A direct funding line from the SD to independent investigators, another panel suggestion to which Hoffer subscribes, is actually also in line with "new winds blowing through all of NIH that independent investigators ought indeed be independent, free to work on projects of their choosing." Scrutiny by the Board of Scientific Counselors, he added, is the quality-control mechanism for their research. "We formed an implementation committee, to which the branch chiefs will have input, that will report to Dr. Leshner and Dr. Michael Gottesman [deputy director for intramural research] by October 1."

Hoffer also responded with alacrity to the panel's exhortation that a permanent clinical director be found to replace the nearly five-year rotating directorship that had left the clinical research arm of the intramural program dangling. "Jean-Luc Cadet, a clinician-scientist and intramural section chief, is our new clinical director," he said, adding that filling the two branch chief vacancies awaits "overall restructuring" of the IRP that targets more collaborative and translational research. "We don't know yet how those two branches will fall out," he said. He estimated that the reorganization would take six months to a year.

He and Cadet, Hoffer said, are working to draw together another extramural panel to evaluate exclusion and inclusion criteria for clinical trials. He expressed uncertainty regarding the wisdom of the review panel's suggestion that clinical investigators be involved in recruiting for their own trials. Regarding the panel's observations on the ethnic mismatch of NIDA clinical investigators and the 80% African-American study population, Hoffer noted that the study population reflects the demographics of the Baltimore area, where NIDA's Addiction Research Center is located, as well as the demographics of that segment of the population willing to participate in research - not the demographics of addiction in this country. "I am committed to diversity in the patient and investigator pool," he added, noting, however, that there is currently only one other African-American clinical investigator in the IRP in addition to Cadet.

PROJECTIONS

Staying in Baltimore seems not only inevitable - "Bethesda is very crowded" - but also desirable. "We have good space here, and we're planning research on the genetics of drug abuse with NHGRI's Center for Complex Heritable Diseases, which is right here." The recommendation that NIDA and its other Baltimore neighbor, NIA, share resources is especially appealing to Hoffer. "My background is in aging research, and NIA's scientific director, Dan Longo, and I have started a series of discussions with the directors of our institutes and with Dr. Varmus. I'm not sure where it will all go, but I'm certainly enthusiastic. NIDA and NIA have common interests in molecular biology and gene sequencing, in animal research - and a common vivarium makes sense - and collaboration with NIA scientists only 50 paces away would be even better than the short walk we now have."

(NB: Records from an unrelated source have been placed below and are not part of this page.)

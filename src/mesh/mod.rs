//! Mesh data and the native mesh container format

pub mod vertex;
pub mod material;
pub mod buffer;
pub mod mesh;
pub mod format;
pub mod importer;
pub mod context;

pub use vertex::{Vertex, VertexSkin, MAX_INFLUENCES};
pub use material::{Material, MAX_TEXTURES};
pub use buffer::MeshBuffer;
pub use mesh::Mesh;
pub use format::{load_mesh, read_mesh, save_mesh, write_mesh, MESH_VERSION};
pub use importer::{ImporterRegistry, MeshImporter, NativeMeshImporter};
pub use context::AssetContext;
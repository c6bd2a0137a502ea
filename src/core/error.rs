//! Error types for skinforge

use thiserror::Error;

/// Main error type for the crate
#[derive(Debug, Error)]
pub enum Error {
    #[error("IO error: {0}")]
    Io(#[from] std::io::Error),

    #[error("Invalid magic: expected 0x{expected:08X}, found 0x{found:08X}")]
    InvalidMagic { expected: u32, found: u32 },

    #[error("Unsupported version {found} (supported up to {supported})")]
    UnsupportedVersion { found: u32, supported: u32 },

    #[error("Format error: {0}")]
    Format(String),

    #[error("Bone {bone} references missing parent {parent}")]
    InvalidParent { bone: usize, parent: i32 },

    #[error("Bone {bone} is part of a parent cycle")]
    CyclicHierarchy { bone: usize },

    #[error("Vertex {vertex} references bone {bone} but the skeleton has {bone_count} bones")]
    InvalidSkin {
        vertex: usize,
        bone: u8,
        bone_count: usize,
    },

    #[error("Clip already registered: {0}")]
    DuplicateClip(String),

    #[error("Clip not found: {0}")]
    ClipNotFound(String),

    #[error("Layer index out of range: {0}")]
    LayerNotFound(usize),

    #[error("No importer accepts {0}")]
    NoImporter(String),

    #[error("Config error: {0}")]
    Config(#[from] serde_json::Error),
}
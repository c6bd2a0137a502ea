//! Mathematical utilities and data structures

pub mod aabb;

pub use aabb::Aabb;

He hesitated to stipulate scientific objectives for NIDA's IRP, explaining that he's a "firm believer in investigator-initiated research." He sees a general need for more translational research in treatment and prevention - especially in cocaine-addiction therapies and methamphetamine-addiction prevention - and more collaborative research with other neuroscience institutes. "Addiction is a brain disease, like schizophrenia and Parkinson's disease," he said. He pointed to the need for more research in fundamental neuroscience - a field with which he has more than passing familiarity.

Hoffer's Catalyst interview was by phone at the end of one of the days of the Gordon research conference on catecholamines, where he presented a talk on his research on dopamine neuronal plasticity and development and was a discussant at another session on neuroimaging applications in addiction research. He fully intends to continue his research. "I would not have taken this job otherwise," he said, adding that he's "hoping to stay at NIH indefinitely, as long as the Board of Scientific Counselors is happy with me."